So, to change the filesize of any file, Launch TZ Copy Protection, if you havent already done so, and File>Open ISO and select the ISO we just compiled. Then, at the lower right corner, enter the filesize. By default, you can see 2047 MB ie 2GB or 2147483647 bytes. Change it to any number you like and then select the file whose size ou want to change. Then click on Step 3 in the standard toolbar. I changed the size of BOOT.CAT to 1 Gb, ISOLINUX.BIN to 2 Gb, Kernel.img (Dummy file) to 500 Mb. You can change the sizes of other dummy files to any size too. It wont increase the size of the ISO, and it wont need a DVD to write the ISO, too. So, change the filesize of other files too if you like, but NOT of Vmlinuz and initrd.gz....
Then, exit TZ Copy Protection when you are done.

Now, we need to create a RAW dump of the ISO. We will use CDRwin. It is a great utility from Golden Hawk. The shareware demo version gives full functionality, but the speed of read/write is 1x. We will do with that.  . It is available for download at *www.goldenhawk.com/download.htm

We will also need Alcohol or any other tool to mount our CD to virtual drive. We need to do this so that we can rip with CDRWin and get a RAW image with a cue file. We need CDRWin because it is compatible with TZ Copy Protection program.

So get a virtual drive program. Lets use Alcohol 120% trial. Launch Alcohol 120% and then click on virtual drives. Install at least one virtual CD drive. Then go to My Computer. You should see a new drive. Right Click on the new Virtual CD Drive and Click Mount > Open and then open our ISO image. Then our ISO will be mounted to the CD drive.

Now, launch CDRWin and click on the third button. On taking your mouse over the button, you will see "Extract Disk/Tracks/Sectors". Yeah! Thats it. Click on it and select the Virtual Drive in the "CD Reader" field. Browse for the Image file name you want to save the file to and then click start. After dumping is done, close CDRWin.

Now, launch WTM CD Protect. Click Image and select the Raw *.BIN dump we just got after dumping with CDRWin. Then, click Options and select a larger IMP file. I selected Image6.Imp. Then, click on Protect. It will show the trial version NAG. Just click OK. Then, the protection process will start. The readme of the WTM CD Protect says that, if we select slower option in the "Add Errors" tab, we get better protection, but the operation for protection will be VERY VERY SLOW. So we select the fastest option available ie Super Fast Scan/Write. 

When it finishes, quit WTM CD Protect. Actually, when it finishes it says "Image Protected. Burn this Image." But we want more protection, don't we??

Now, launch TZ CD Copy Protection.  Now, Click on File> Open Cue Sheet and open the cue file just created with CDRWin. Now, we are gonna use various protections offered by TZ CD Copy Protection.
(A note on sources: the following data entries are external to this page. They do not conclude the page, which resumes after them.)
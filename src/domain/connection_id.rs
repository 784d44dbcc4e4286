//! Type-safe connection identifier.
//!
//! [`ConnectionId`] is a newtype wrapper around [`uuid::Uuid`] (v4) so a
//! live socket's identity cannot be confused with event or user ids.

use std::fmt;

use serde::{Deserialize, Serialize};

/// Unique identifier for one live WebSocket connection.
///
/// Generated by the hub when a connection is registered and dropped
/// together with the connection. Never persisted.
#[derive(Debug, Clone, Copy, PartialEq, Eq, Hash, Serialize, Deserialize)]
#[serde(transparent)]
pub struct ConnectionId(uuid::Uuid);

impl ConnectionId {
    /// Creates a new random `ConnectionId` (UUID v4).
    #[must_use]
    pub fn new() -> Self {
        Self(uuid::Uuid::new_v4())
    }

    /// Returns the inner [`uuid::Uuid`].
    #[must_use]
    pub const fn as_uuid(&self) -> &uuid::Uuid {
        &self.0
    }
}

impl Default for ConnectionId {
    fn default() -> Self {
        Self::new()
    }
}

impl fmt::Display for ConnectionId {
    fn fmt(&self, f: &mut fmt::Formatter<'_>) -> fmt::Result {
        write!(f, "{}", self.0)
    }
}

impl From<uuid::Uuid> for ConnectionId {
    fn from(uuid: uuid::Uuid) -> Self {
        Self(uuid)
    }
}

#[cfg(test)]
mod tests {
    use super::*;

    #[test]
    fn new_generates_unique_ids() {
        assert_ne!(ConnectionId::new(), ConnectionId::new());
    }

    #[test]
    fn display_is_uuid_format() {
        let s = ConnectionId::new().to_string();
        assert_eq!(s.len(), 36);
        assert!(s.contains('-'));
    }

    #[test]
    fn serializes_as_bare_string() {
        let uuid = uuid::Uuid::new_v4();
        let json = serde_json::to_string(&ConnectionId::from(uuid)).unwrap_or_default();
        assert_eq!(json, format!("\"{uuid}\""));
    }
}
//! Event ingest and introspection handlers.

use axum::extract::State;
use axum::http::{HeaderMap, StatusCode};
use axum::response::IntoResponse;
use axum::routing::{get, post};
use axum::{Json, Router};

use crate::api::dto::{PublishEventRequest, PublishEventResponse, StatsResponse};
use crate::app_state::AppState;
use crate::domain::EventEnvelope;
use crate::error::{ErrorResponse, RealtimeError};
use crate::service::{CatalogEntry, EVENT_CATALOG};

/// Header carrying the shared ingest key.
pub const INTERNAL_KEY_HEADER: &str = "x-internal-key";

/// `POST /events` — Publish a domain event from an out-of-process producer.
///
/// The payload is validated asynchronously by the dispatch bridge; a 202
/// only means the event was queued.
///
/// # Errors
///
/// Returns [`RealtimeError::Unauthenticated`] when an ingest key is
/// configured and the request does not present it.
#[utoipa::path(
    post,
    path = "/api/v1/events",
    tag = "Events",
    summary = "Publish a domain event",
    description = "Queues an event on the internal bus. Invalid payloads are dropped by the dispatch bridge and never reach clients.",
    request_body = PublishEventRequest,
    responses(
        (status = 202, description = "Event queued", body = PublishEventResponse),
        (status = 401, description = "Missing or wrong internal key", body = ErrorResponse),
    )
)]
pub async fn publish_event(
    State(state): State<AppState>,
    headers: HeaderMap,
    Json(req): Json<PublishEventRequest>,
) -> Result<impl IntoResponse, RealtimeError> {
    if let Some(expected) = state.settings.internal_api_key.as_deref() {
        let presented = headers
            .get(INTERNAL_KEY_HEADER)
            .and_then(|value| value.to_str().ok());
        if presented != Some(expected) {
            return Err(RealtimeError::Unauthenticated(
                "internal key required".to_string(),
            ));
        }
    }

    let envelope = EventEnvelope::new(req.kind, req.payload);
    let event_id = envelope.event_id;
    let receivers = state.event_bus.publish_envelope(envelope);
    tracing::debug!(kind = %req.kind, %event_id, receivers, "event ingested");

    Ok((
        StatusCode::ACCEPTED,
        Json(PublishEventResponse {
            accepted: true,
            event_id,
        }),
    ))
}

/// `GET /events/catalog` — Every event kind with its outbound message,
/// target rooms and required payload fields.
#[utoipa::path(
    get,
    path = "/api/v1/events/catalog",
    tag = "Events",
    summary = "Event catalog",
    responses(
        (status = 200, description = "Event catalog", body = Vec<CatalogEntry>),
    )
)]
pub async fn event_catalog() -> impl IntoResponse {
    Json(EVENT_CATALOG.as_slice())
}

/// `GET /stats` — Connection, room and dispatch counters.
#[utoipa::path(
    get,
    path = "/api/v1/stats",
    tag = "Events",
    summary = "Gateway statistics",
    responses(
        (status = 200, description = "Live counters", body = StatsResponse),
    )
)]
pub async fn gateway_stats(State(state): State<AppState>) -> impl IntoResponse {
    Json(StatsResponse {
        connections: state.hub.connection_count().await,
        rooms: state.hub.room_count().await,
        bus_receivers: state.event_bus.receiver_count(),
        dispatch: state.bridge.stats(),
    })
}

/// Event routes, mounted under `/api/v1`.
pub fn routes() -> Router<AppState> {
    Router::new()
        .route("/events", post(publish_event))
        .route("/events/catalog", get(event_catalog))
        .route("/stats", get(gateway_stats))
}

#[cfg(test)]
#[allow(clippy::panic)]
mod tests {
    use axum::body::{Body, to_bytes};
    use axum::http::Request;
    use serde_json::{Value, json};
    use tower::ServiceExt;

    use crate::build_app;
    use crate::config::RealtimeConfig;

    use super::*;

    async fn send(state: AppState, request: Request<Body>) -> (StatusCode, Value) {
        let Ok(response) = build_app(state).oneshot(request).await else {
            panic!("router is infallible");
        };
        let status = response.status();
        let Ok(bytes) = to_bytes(response.into_body(), 1 << 20).await else {
            panic!("body should be readable");
        };
        let body = serde_json::from_slice(&bytes).unwrap_or(Value::Null);
        (status, body)
    }

    fn publish(body: &Value, key: Option<&str>) -> Request<Body> {
        let mut builder = Request::post("/api/v1/events").header("content-type", "application/json");
        if let Some(key) = key {
            builder = builder.header(INTERNAL_KEY_HEADER, key);
        }
        let Ok(request) = builder.body(Body::from(body.to_string())) else {
            panic!("request should build");
        };
        request
    }

    #[tokio::test]
    async fn publish_is_accepted() {
        let state = AppState::from_config(RealtimeConfig::with_secret("s"));
        let (status, body) = send(
            state,
            publish(&json!({"kind": "GYM_CREATED", "payload": {"id": 1}}), None),
        )
        .await;
        assert_eq!(status, StatusCode::ACCEPTED);
        assert_eq!(body["accepted"], true);
        assert!(body["eventId"].is_string());
    }

    #[tokio::test]
    async fn publish_requires_configured_key() {
        let mut config = RealtimeConfig::with_secret("s");
        config.internal_api_key = Some("k3y".to_string());
        let state = AppState::from_config(config);
        let event = json!({"kind": "SYSTEM_ANNOUNCEMENT", "payload": {"message": "hi", "priority": "low"}});

        let (status, body) = send(state.clone(), publish(&event, None)).await;
        assert_eq!(status, StatusCode::UNAUTHORIZED);
        assert_eq!(body["error"]["code"], 1001);

        let (status, _) = send(state.clone(), publish(&event, Some("wrong"))).await;
        assert_eq!(status, StatusCode::UNAUTHORIZED);

        let (status, _) = send(state, publish(&event, Some("k3y"))).await;
        assert_eq!(status, StatusCode::ACCEPTED);
    }

    #[tokio::test]
    async fn unknown_kind_is_rejected() {
        let state = AppState::from_config(RealtimeConfig::with_secret("s"));
        let (status, _) = send(
            state,
            publish(&json!({"kind": "POOL_CREATED", "payload": {}}), None),
        )
        .await;
        assert!(status.is_client_error());
    }

    #[tokio::test]
    async fn catalog_lists_every_kind() {
        let state = AppState::from_config(RealtimeConfig::with_secret("s"));
        let Ok(request) = Request::get("/api/v1/events/catalog").body(Body::empty()) else {
            panic!("request should build");
        };
        let (status, body) = send(state, request).await;
        assert_eq!(status, StatusCode::OK);
        let Some(entries) = body.as_array() else {
            panic!("catalog is an array");
        };
        assert_eq!(entries.len(), crate::domain::EventKind::ALL.len());
    }

    #[tokio::test]
    async fn stats_start_at_zero() {
        let state = AppState::from_config(RealtimeConfig::with_secret("s"));
        let Ok(request) = Request::get("/api/v1/stats").body(Body::empty()) else {
            panic!("request should build");
        };
        let (status, body) = send(state, request).await;
        assert_eq!(status, StatusCode::OK);
        assert_eq!(body["connections"], 0);
        assert_eq!(body["dispatch"]["droppedInvalid"], 0);
    }
}
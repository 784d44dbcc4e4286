//! WebSocket message types: envelope and client commands.
//!
//! Every frame in either direction is a [`WsMessage`]:
//!
//! ```json
//! { "id": "...", "type": "event", "event": "user:tokens:updated",
//!   "timestamp": "2026-01-01T00:00:00Z", "payload": { ... } }
//! ```

use axum::extract::ws::Message;
use chrono::{DateTime, Utc};
use serde::{Deserialize, Serialize};
use serde_json::{Value, json};

use crate::error::RealtimeError;

fn new_id() -> String {
    uuid::Uuid::new_v4().to_string()
}

/// Top-level WebSocket message envelope.
#[derive(Debug, Clone, Serialize, Deserialize)]
pub struct WsMessage {
    /// Client-provided ID for requests; server-generated for events.
    #[serde(default = "new_id")]
    pub id: String,
    /// Message type discriminator.
    #[serde(rename = "type")]
    pub msg_type: WsMessageType,
    /// Outbound message name for `event` frames.
    #[serde(default, skip_serializing_if = "Option::is_none")]
    pub event: Option<String>,
    /// ISO-8601 timestamp.
    #[serde(default = "Utc::now")]
    pub timestamp: DateTime<Utc>,
    /// Variant-specific payload.
    #[serde(default)]
    pub payload: Value,
}

/// Discriminator for WebSocket message types.
#[derive(Debug, Clone, Copy, Serialize, Deserialize, PartialEq, Eq)]
#[serde(rename_all = "snake_case")]
pub enum WsMessageType {
    /// Client → Server command.
    Command,
    /// Server → Client response to a command.
    Response,
    /// Server → Client pushed event.
    Event,
    /// Server → Client error.
    Error,
}

impl WsMessage {
    /// Server-pushed event frame.
    #[must_use]
    pub fn event(name: &str, payload: Value) -> Self {
        Self {
            id: new_id(),
            msg_type: WsMessageType::Event,
            event: Some(name.to_string()),
            timestamp: Utc::now(),
            payload,
        }
    }

    /// Response to the command with id `id`.
    #[must_use]
    pub fn response(id: impl Into<String>, payload: Value) -> Self {
        Self {
            id: id.into(),
            msg_type: WsMessageType::Response,
            event: None,
            timestamp: Utc::now(),
            payload,
        }
    }

    /// Error frame with an HTTP-style `code`.
    #[must_use]
    pub fn error(id: impl Into<String>, code: u16, message: impl Into<String>) -> Self {
        Self {
            id: id.into(),
            msg_type: WsMessageType::Error,
            event: None,
            timestamp: Utc::now(),
            payload: json!({ "code": code, "message": message.into() }),
        }
    }

    /// Error frame for a [`RealtimeError`], carrying both the HTTP status
    /// and the gateway error code.
    #[must_use]
    pub fn from_error(id: impl Into<String>, err: &RealtimeError) -> Self {
        let mut frame = Self::error(id, err.status_code().as_u16(), err.to_string());
        if let Some(payload) = frame.payload.as_object_mut() {
            payload.insert("errorCode".to_string(), json!(err.error_code()));
        }
        frame
    }

    /// Encodes the envelope as a text frame.
    ///
    /// # Errors
    ///
    /// Returns a [`serde_json::Error`] if the payload cannot be serialized.
    pub fn to_frame(&self) -> Result<Message, serde_json::Error> {
        serde_json::to_string(self).map(Message::text)
    }
}

/// Commands that a client can send over WebSocket, carried in the
/// `payload` of a `command` frame.
#[derive(Debug, Clone, PartialEq, Eq, Deserialize)]
#[serde(tag = "command", rename_all = "snake_case")]
pub enum WsCommand {
    /// In-band credential for clients that cannot set upgrade headers.
    Authenticate {
        /// Bearer token.
        token: String,
    },
    /// Join a room (`gym:<id>`, `user:<id>:tokens`, `admin:<topic>`).
    Subscribe {
        /// Room key.
        room: String,
    },
    /// Leave a room.
    Unsubscribe {
        /// Room key.
        room: String,
    },
    /// Application-level keepalive.
    Ping,
}

impl WsCommand {
    /// Parses the command out of a client frame.
    ///
    /// # Errors
    ///
    /// Returns [`RealtimeError::InvalidRequest`] if the frame is not a
    /// `command` or its payload names no known command.
    pub fn from_message(msg: &WsMessage) -> Result<Self, RealtimeError> {
        if msg.msg_type != WsMessageType::Command {
            return Err(RealtimeError::InvalidRequest(
                "expected a command frame".to_string(),
            ));
        }
        Self::deserialize(&msg.payload)
            .map_err(|e| RealtimeError::InvalidRequest(format!("unknown command: {e}")))
    }
}
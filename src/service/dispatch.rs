//! Bridge between the event bus and the transport.
//!
//! [`DispatchBridge`] is registered once at startup as the listener for
//! every [`EventKind`]. Each envelope is validated, routed through the
//! static table in [`super::routes`] and handed to a [`Transport`].
//! Invalid payloads are logged and dropped here; no client sees them.

use std::sync::Arc;
use std::sync::atomic::{AtomicU64, Ordering};

use async_trait::async_trait;
use serde::Serialize;

use super::routes::route;
use crate::domain::{
    DeliveryReport, EventBus, EventEnvelope, EventKind, EventListener, OutboundMessage,
    SchemaRegistry,
};
use crate::error::RealtimeError;

/// Delivery seam between the bridge and the socket layer.
#[async_trait]
pub trait Transport: Send + Sync + std::fmt::Debug {
    /// Queues `message` for every connection in its destination.
    async fn deliver(&self, message: &OutboundMessage) -> DeliveryReport;
}

/// Running counters kept by the bridge.
#[derive(Debug, Default)]
pub struct DispatchStats {
    dispatched: AtomicU64,
    dropped_invalid: AtomicU64,
    messages_sent: AtomicU64,
    delivery_failures: AtomicU64,
}

/// Point-in-time copy of [`DispatchStats`].
#[derive(Debug, Clone, Copy, Default, PartialEq, Eq, Serialize, utoipa::ToSchema)]
#[serde(rename_all = "camelCase")]
pub struct DispatchSnapshot {
    /// Events that passed validation and were routed.
    pub dispatched: u64,
    /// Events dropped for failing validation.
    pub dropped_invalid: u64,
    /// Frames queued to connections.
    pub messages_sent: u64,
    /// Frames skipped because a connection's queue was full or closed.
    pub delivery_failures: u64,
}

impl DispatchStats {
    /// Reads all counters.
    #[must_use]
    pub fn snapshot(&self) -> DispatchSnapshot {
        DispatchSnapshot {
            dispatched: self.dispatched.load(Ordering::Relaxed),
            dropped_invalid: self.dropped_invalid.load(Ordering::Relaxed),
            messages_sent: self.messages_sent.load(Ordering::Relaxed),
            delivery_failures: self.delivery_failures.load(Ordering::Relaxed),
        }
    }
}

/// Validates, routes and delivers every event published on the bus.
#[derive(Debug)]
pub struct DispatchBridge {
    transport: Arc<dyn Transport>,
    stats: DispatchStats,
}

impl DispatchBridge {
    /// Creates a bridge delivering through `transport`.
    #[must_use]
    pub fn new(transport: Arc<dyn Transport>) -> Self {
        Self {
            transport,
            stats: DispatchStats::default(),
        }
    }

    /// Subscribes the bridge to every event kind on `bus`.
    pub async fn register(self: &Arc<Self>, bus: &EventBus) {
        for kind in EventKind::ALL {
            let listener: Arc<dyn EventListener> = Arc::clone(self) as Arc<dyn EventListener>;
            bus.subscribe(kind, listener).await;
        }
        tracing::info!(kinds = EventKind::ALL.len(), "dispatch bridge registered");
    }

    /// Counters since startup.
    #[must_use]
    pub fn stats(&self) -> DispatchSnapshot {
        self.stats.snapshot()
    }

    /// Processes one envelope. Returns the combined delivery report, or
    /// `None` if the payload was rejected.
    pub async fn dispatch(&self, envelope: &EventEnvelope) -> Option<DeliveryReport> {
        let event = match SchemaRegistry::validate(envelope.kind, &envelope.payload) {
            Ok(event) => event,
            Err(e) => {
                self.stats.dropped_invalid.fetch_add(1, Ordering::Relaxed);
                let reason = match e {
                    RealtimeError::InvalidPayload { reason, .. } => reason,
                    other => other.to_string(),
                };
                tracing::warn!(
                    kind = %envelope.kind,
                    %reason,
                    event_id = %envelope.event_id,
                    "invalid event payload dropped"
                );
                return None;
            }
        };

        let mut report = DeliveryReport::default();
        for message in route(&event) {
            report.merge(self.transport.deliver(&message).await);
        }

        self.stats.dispatched.fetch_add(1, Ordering::Relaxed);
        self.stats
            .messages_sent
            .fetch_add(report.delivered as u64, Ordering::Relaxed);
        self.stats
            .delivery_failures
            .fetch_add(report.failed as u64, Ordering::Relaxed);
        tracing::debug!(
            kind = %envelope.kind,
            delivered = report.delivered,
            failed = report.failed,
            "event dispatched"
        );
        Some(report)
    }
}

#[async_trait]
impl EventListener for DispatchBridge {
    async fn handle(&self, envelope: &EventEnvelope) -> Result<(), RealtimeError> {
        self.dispatch(envelope).await;
        Ok(())
    }

    fn name(&self) -> &'static str {
        "dispatch-bridge"
    }
}

#[cfg(test)]
#[allow(clippy::panic)]
mod tests {
    use std::sync::atomic::AtomicUsize;

    use serde_json::json;
    use tokio::sync::Mutex;
    use tracing::{Level, Subscriber};
    use tracing_subscriber::Layer;
    use tracing_subscriber::layer::{Context, SubscriberExt};

    use super::*;
    use crate::domain::{Destination, MessageName};

    #[derive(Debug, Default)]
    struct RecordingTransport {
        sent: Mutex<Vec<OutboundMessage>>,
    }

    #[async_trait]
    impl Transport for RecordingTransport {
        async fn deliver(&self, message: &OutboundMessage) -> DeliveryReport {
            self.sent.lock().await.push(message.clone());
            DeliveryReport {
                delivered: 1,
                failed: 0,
            }
        }
    }

    #[derive(Debug, Clone, Default)]
    struct WarnCounter(Arc<AtomicUsize>);

    impl<S: Subscriber> Layer<S> for WarnCounter {
        fn on_event(&self, event: &tracing::Event<'_>, _ctx: Context<'_, S>) {
            if *event.metadata().level() == Level::WARN {
                self.0.fetch_add(1, Ordering::SeqCst);
            }
        }
    }

    fn bridge() -> (Arc<RecordingTransport>, DispatchBridge) {
        let transport = Arc::new(RecordingTransport::default());
        let bridge = DispatchBridge::new(Arc::clone(&transport) as Arc<dyn Transport>);
        (transport, bridge)
    }

    #[tokio::test]
    async fn malformed_presence_is_dropped_and_logged() {
        let counter = WarnCounter::default();
        let _guard =
            tracing::subscriber::set_default(tracing_subscriber::registry().with(counter.clone()));
        let (transport, bridge) = bridge();

        let envelope =
            EventEnvelope::new(EventKind::PresenceUpdated, json!({"gymId": "abc", "currentCount": 3}));
        assert!(bridge.dispatch(&envelope).await.is_none());

        assert!(transport.sent.lock().await.is_empty());
        assert_eq!(counter.0.load(Ordering::SeqCst), 1);
        assert_eq!(bridge.stats().dropped_invalid, 1);
        assert_eq!(bridge.stats().dispatched, 0);
    }

    #[tokio::test]
    async fn missing_required_field_produces_nothing() {
        let (transport, bridge) = bridge();
        let envelope = EventEnvelope::new(
            EventKind::UserTokensUpdated,
            json!({"userId": 1, "previousBalance": 0, "delta": 5, "reason": "checkin"}),
        );
        assert!(bridge.dispatch(&envelope).await.is_none());
        assert!(transport.sent.lock().await.is_empty());
    }

    #[tokio::test]
    async fn tokens_event_sends_owner_and_operator_messages() {
        let (transport, bridge) = bridge();
        let envelope = EventEnvelope::new(
            EventKind::UserTokensUpdated,
            json!({"userId": 42, "newBalance": 120, "previousBalance": 100,
                   "delta": 20, "reason": "checkin", "ledgerEntryId": 77}),
        );
        let Some(report) = bridge.dispatch(&envelope).await else {
            panic!("valid tokens event should dispatch");
        };
        assert_eq!(report.delivered, 2);

        let sent = transport.sent.lock().await;
        assert_eq!(sent.len(), 2);
        assert!(sent.iter().all(|m| m.name == MessageName::UserTokensUpdated));
        assert_eq!(bridge.stats().messages_sent, 2);
    }

    #[tokio::test]
    async fn gym_created_goes_to_everyone() {
        let (transport, bridge) = bridge();
        let envelope = EventEnvelope::new(EventKind::GymCreated, json!({"id": 1, "name": "Core"}));
        let _ = bridge.dispatch(&envelope).await;

        let sent = transport.sent.lock().await;
        let [msg] = sent.as_slice() else {
            panic!("expected one message");
        };
        assert_eq!(msg.destination, Destination::Everyone);
        assert_eq!(msg.payload["action"], "created");
    }

    #[tokio::test]
    async fn registered_bridge_receives_bus_events() {
        let transport = Arc::new(RecordingTransport::default());
        let bridge = Arc::new(DispatchBridge::new(
            Arc::clone(&transport) as Arc<dyn Transport>
        ));
        let bus = EventBus::new(16);
        bridge.register(&bus).await;
        for kind in EventKind::ALL {
            assert_eq!(bus.listener_count(kind).await, 1);
        }
        let _task = bus.start();

        bus.publish_raw(
            EventKind::SystemAnnouncement,
            json!({"message": "maintenance at 2am", "priority": "normal"}),
        );

        for _ in 0..50 {
            if bridge.stats().dispatched == 1 {
                break;
            }
            tokio::time::sleep(std::time::Duration::from_millis(10)).await;
        }
        assert_eq!(bridge.stats().dispatched, 1);
        assert_eq!(transport.sent.lock().await.len(), 1);
    }
}
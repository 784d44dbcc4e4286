//! Static routing table: validated event → outbound messages.
//!
//! [`route`] is one exhaustive `match` over [`DomainEvent`]. Adding a
//! variant without a route does not compile. [`EVENT_CATALOG`] is the
//! same table in descriptive form, served by `GET /api/v1/events/catalog`.

use std::sync::LazyLock;

use chrono::{DateTime, Utc};
use serde::Serialize;
use serde_json::{Value, json};

use crate::domain::event::{DataEntity, GymRequestStage};
use crate::domain::{
    AdminTopic, Audience, DomainEvent, EventKind, MessageName, OutboundMessage, RoomRouter,
    SchemaRegistry,
};

fn message(name: MessageName, audiences: &[Audience], payload: Value) -> OutboundMessage {
    OutboundMessage {
        name,
        payload,
        destination: RoomRouter::resolve_all(audiences),
    }
}

fn stamp(timestamp: Option<DateTime<Utc>>) -> DateTime<Utc> {
    timestamp.unwrap_or_else(Utc::now)
}

/// Builds the outbound messages for a validated event.
///
/// Most kinds produce one message. Token and subscription changes also
/// produce an operator copy for `admin:user-management` carrying fields
/// the owner never sees.
#[must_use]
pub fn route(event: &DomainEvent) -> Vec<OutboundMessage> {
    let now = Utc::now();
    match event {
        DomainEvent::NotificationCreated(p) => vec![message(
            MessageName::NotificationNew,
            &[Audience::User(p.user_id)],
            json!({ "notification": p.notification, "timestamp": now }),
        )],
        DomainEvent::AssistanceRegistered(p) => {
            let mut payload = json!({
                "userId": p.user_id,
                "gymId": p.gym_id,
                "timestamp": stamp(p.timestamp),
            });
            if let (Some(fields), Some(assistance_id)) = (payload.as_object_mut(), p.assistance_id) {
                fields.insert("assistanceId".to_string(), json!(assistance_id));
            }
            vec![message(
                MessageName::AssistanceRegistered,
                &[Audience::User(p.user_id), Audience::Gym(p.gym_id)],
                payload,
            )]
        }
        DomainEvent::PresenceUpdated(p) => vec![message(
            MessageName::PresenceUpdated,
            &[Audience::Gym(p.gym_id)],
            json!({
                "gymId": p.gym_id,
                "currentCount": p.current_count,
                "timestamp": stamp(p.timestamp),
            }),
        )],
        DomainEvent::StreakUpdated(p) => vec![message(
            MessageName::StreakUpdated,
            &[Audience::User(p.user_id)],
            json!({
                "currentStreak": p.current_streak,
                "longestStreak": p.longest_streak,
                "timestamp": stamp(p.timestamp),
            }),
        )],
        DomainEvent::StreakMilestone(p) => vec![message(
            MessageName::StreakMilestone,
            &[Audience::User(p.user_id)],
            json!({
                "milestone": p.milestone,
                "currentStreak": p.current_streak,
                "message": p.message,
                "timestamp": now,
            }),
        )],
        DomainEvent::UserTokensUpdated(p) => {
            let timestamp = stamp(p.timestamp);
            let owner = json!({
                "newBalance": p.new_balance,
                "previousBalance": p.previous_balance,
                "delta": p.delta,
                "reason": p.reason,
                "timestamp": timestamp,
            });
            let mut operator = owner.clone();
            if let Some(fields) = operator.as_object_mut() {
                fields.insert("userId".to_string(), json!(p.user_id));
                if let Some(entry) = p.ledger_entry_id {
                    fields.insert("ledgerEntryId".to_string(), json!(entry));
                }
            }
            vec![
                message(
                    MessageName::UserTokensUpdated,
                    &[Audience::User(p.user_id), Audience::UserTokens(p.user_id)],
                    owner,
                ),
                message(
                    MessageName::UserTokensUpdated,
                    &[Audience::AdminTopic(AdminTopic::UserManagement)],
                    operator,
                ),
            ]
        }
        DomainEvent::UserSubscriptionUpdated(p) => {
            let owner = json!({
                "newSubscription": p.new_subscription,
                "isPremium": p.is_premium,
                "premiumSince": p.premium_since,
                "premiumExpires": p.premium_expires,
                "timestamp": now,
            });
            let mut operator = owner.clone();
            if let Some(fields) = operator.as_object_mut() {
                fields.insert("userId".to_string(), json!(p.user_id));
            }
            vec![
                message(
                    MessageName::UserSubscriptionUpdated,
                    &[Audience::User(p.user_id)],
                    owner,
                ),
                message(
                    MessageName::UserSubscriptionUpdated,
                    &[Audience::AdminTopic(AdminTopic::UserManagement)],
                    operator,
                ),
            ]
        }
        DomainEvent::UserProfileUpdated(p) => vec![message(
            MessageName::UserProfileUpdated,
            &[Audience::User(p.user_id)],
            json!({ "profile": p.profile, "timestamp": now }),
        )],
        DomainEvent::UserStatusUpdated(p) => {
            let mut audiences = vec![Audience::AdminTopic(AdminTopic::UserManagement)];
            audiences.extend(p.user_id.map(Audience::User));
            vec![message(
                MessageName::UserStatusUpdated,
                &audiences,
                json!({
                    "accountId": p.account_id,
                    "is_active": p.is_active,
                    "email": p.email,
                    "timestamp": now,
                }),
            )]
        }
        DomainEvent::GymRequest(stage, p) => {
            let name = match stage {
                GymRequestStage::Created => MessageName::GymRequestCreated,
                GymRequestStage::Approved => MessageName::GymRequestApproved,
                GymRequestStage::Rejected => MessageName::GymRequestRejected,
            };
            let mut payload = json!({ "requestId": p.request_id, "timestamp": now });
            if let Some(fields) = payload.as_object_mut() {
                if let Some(request) = &p.request {
                    fields.insert("request".to_string(), Value::Object(request.clone()));
                }
                if let Some(reason) = &p.reason {
                    fields.insert("reason".to_string(), json!(reason));
                }
            }
            vec![message(
                name,
                &[Audience::AdminTopic(AdminTopic::GymRequests)],
                payload,
            )]
        }
        DomainEvent::DataChanged(change) => vec![message(
            data_message(change.entity),
            &[Audience::Broadcast],
            json!({ "action": change.action, "data": change.record, "timestamp": now }),
        )],
        DomainEvent::AdminStatsUpdated(p) => vec![message(
            MessageName::StatsUpdated,
            &[Audience::AdminTopic(AdminTopic::Stats)],
            json!({ "stats": p.stats, "timestamp": now }),
        )],
        DomainEvent::SystemAnnouncement(p) => vec![message(
            MessageName::SystemAnnouncement,
            &[Audience::Broadcast],
            json!({ "message": p.message, "priority": p.priority, "timestamp": now }),
        )],
    }
}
Great!

Click on Step 1. It wil say "Protection Added." So, done. For informations on these protection types, please read the TZ Copy Protection's help file. 

Then, in the lower left corner, tick on four second fix. We are NOT going to use Interleave Filesystem, since it is not compatible in some cases. Read online for more info. In the Audio Tracks to add, leave it to 94. Then, click on Step 2 and wait for a few seconds. When it is done, click on Step 4. We need not use Step 3 again. We have already used it earlier, haven't we?? Scroll up and see when we increased the file sizes to Gb. Remember?? Yes, that is Step 3. 

Then, click on Step 5 too. It will ask if you want to load the current cuesheet. Click yes. It will convert BIN Image. Wait for a while and when done, close it. It asks if you want to create another TZC file, Click Yes. Then we come back to the TZ CD Protection.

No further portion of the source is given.